2. Use Red and Blue More Often

Clean your desk and remove things that might distract you. According to a Science Daily study[2] about which colors improve brain performance, red was found out to increase attention to details while blue sparks creativity. Surrounding your workplace with these colors not only benefits your brain, it’s also pleasing to the eye.

3. Create a Break Agenda

List all the things you want to do on your break, be it surfing the web, checking your emails, snack time, taking selfies, Facebook/Twitter—everything.

Like the (10+2)*5 hack, squeeze these in between work time but the difference is you schedule these activities for ONLY 20 minutes. Eventually, you’ll take your break minutes wisely. You’re finishing tasks while sidetracking to doing the things you enjoy.

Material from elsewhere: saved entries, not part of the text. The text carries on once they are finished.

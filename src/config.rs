use crate::batch::BatchOptions;
use crate::constants::{CONFIG_FILE_NAME, DEFAULT_CONCURRENCY, DEFAULT_LEVEL, ENV_PREFIX};
use crate::error::{Result, ShrinkError};
use crate::transform::{validate_level, Engine};
use config::{Config, Environment, File};
use serde::Deserialize;
use std::env;
use std::path::{Path, PathBuf};
use tracing::info;

/// Settings for one run, merged from defaults, a config file, the environment
/// and command-line flags, in increasing order of precedence.
#[derive(Debug, Clone, PartialEq, Eq, Deserialize)]
pub struct Settings {
    pub level: u8,
    pub concurrency: usize,
    pub engine: Engine,
    pub recursive: bool,
    pub progress: bool,
}

/// Values given explicitly on the command line. `None` defers to lower sources.
#[derive(Debug, Clone, Default)]
pub struct Overrides {
    pub level: Option<u8>,
    pub concurrency: Option<usize>,
    pub engine: Option<Engine>,
    pub recursive: Option<bool>,
    pub progress: Option<bool>,
}

impl Default for Settings {
    fn default() -> Self {
        Self {
            level: DEFAULT_LEVEL,
            concurrency: DEFAULT_CONCURRENCY,
            engine: Engine::default(),
            recursive: false,
            progress: true,
        }
    }
}

impl Settings {
    /// Loads settings using `config_path`, or `~/.img-shrink.yaml` when it exists.
    ///
    /// An explicit path that cannot be read is an error; a missing default file is not.
    pub fn load(config_path: Option<&Path>, overrides: &Overrides) -> Result<Self> {
        match config_path {
            Some(path) => Self::load_from(Some(path), true, overrides),
            None => {
                let default_path = default_config_path();
                Self::load_from(default_path.as_deref(), false, overrides)
            }
        }
    }

    fn load_from(path: Option<&Path>, required: bool, overrides: &Overrides) -> Result<Self> {
        let defaults = Settings::default();
        let mut builder = Config::builder()
            .set_default("level", i64::from(defaults.level))?
            .set_default("concurrency", defaults.concurrency as i64)?
            .set_default("engine", engine_name(defaults.engine))?
            .set_default("recursive", defaults.recursive)?
            .set_default("progress", defaults.progress)?;

        if let Some(path) = path {
            if required || path.is_file() {
                info!("Using config file: {}", path.display());
                builder = builder.add_source(File::from(path.to_path_buf()).required(required));
            }
        }

        let settings: Settings = builder
            .add_source(Environment::with_prefix(ENV_PREFIX).try_parsing(true))
            .set_override_option("level", overrides.level.map(i64::from))?
            .set_override_option("concurrency", overrides.concurrency.map(|c| c as i64))?
            .set_override_option("engine", overrides.engine.map(engine_name))?
            .set_override_option("recursive", overrides.recursive)?
            .set_override_option("progress", overrides.progress)?
            .build()?
            .try_deserialize()?;

        settings.validate()
    }

    pub fn validate(self) -> Result<Self> {
        validate_level(self.level)?;
        if self.concurrency == 0 {
            return Err(ShrinkError::InvalidConcurrency(self.concurrency));
        }
        Ok(self)
    }

    pub fn batch_options(&self) -> Result<BatchOptions> {
        Ok(BatchOptions::new(self.concurrency)?
            .recursive(self.recursive)
            .show_progress(self.progress))
    }
}

fn engine_name(engine: Engine) -> &'static str {
    match engine {
        Engine::Magick => "magick",
        Engine::Native => "native",
    }
}

fn default_config_path() -> Option<PathBuf> {
    env::var_os("HOME").map(|home| PathBuf::from(home).join(CONFIG_FILE_NAME))
}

4. Set a Timetable for Your Tasks

Like any other habits, procrastinating is a tough wall to break. Replace this habit with another habit. When you’re assigned a task, set a timetable for each step. Let’s say you have a big research task. Here’s a sample timetable:

9:00 – 9:10 am – Set up all your tools, browser tabs, emails, coffee, etc..
9:10 – 10:00 am – Internet research
10:00 – 10:45 am – Look through existing files
10:45 – 11:00 am – Break time!
11:00 – 12:00 pm – Outline the research report

Deadlines are the best hack for getting things done. Setting a specific time to finish a task creates time pressure even if the deadline has passed.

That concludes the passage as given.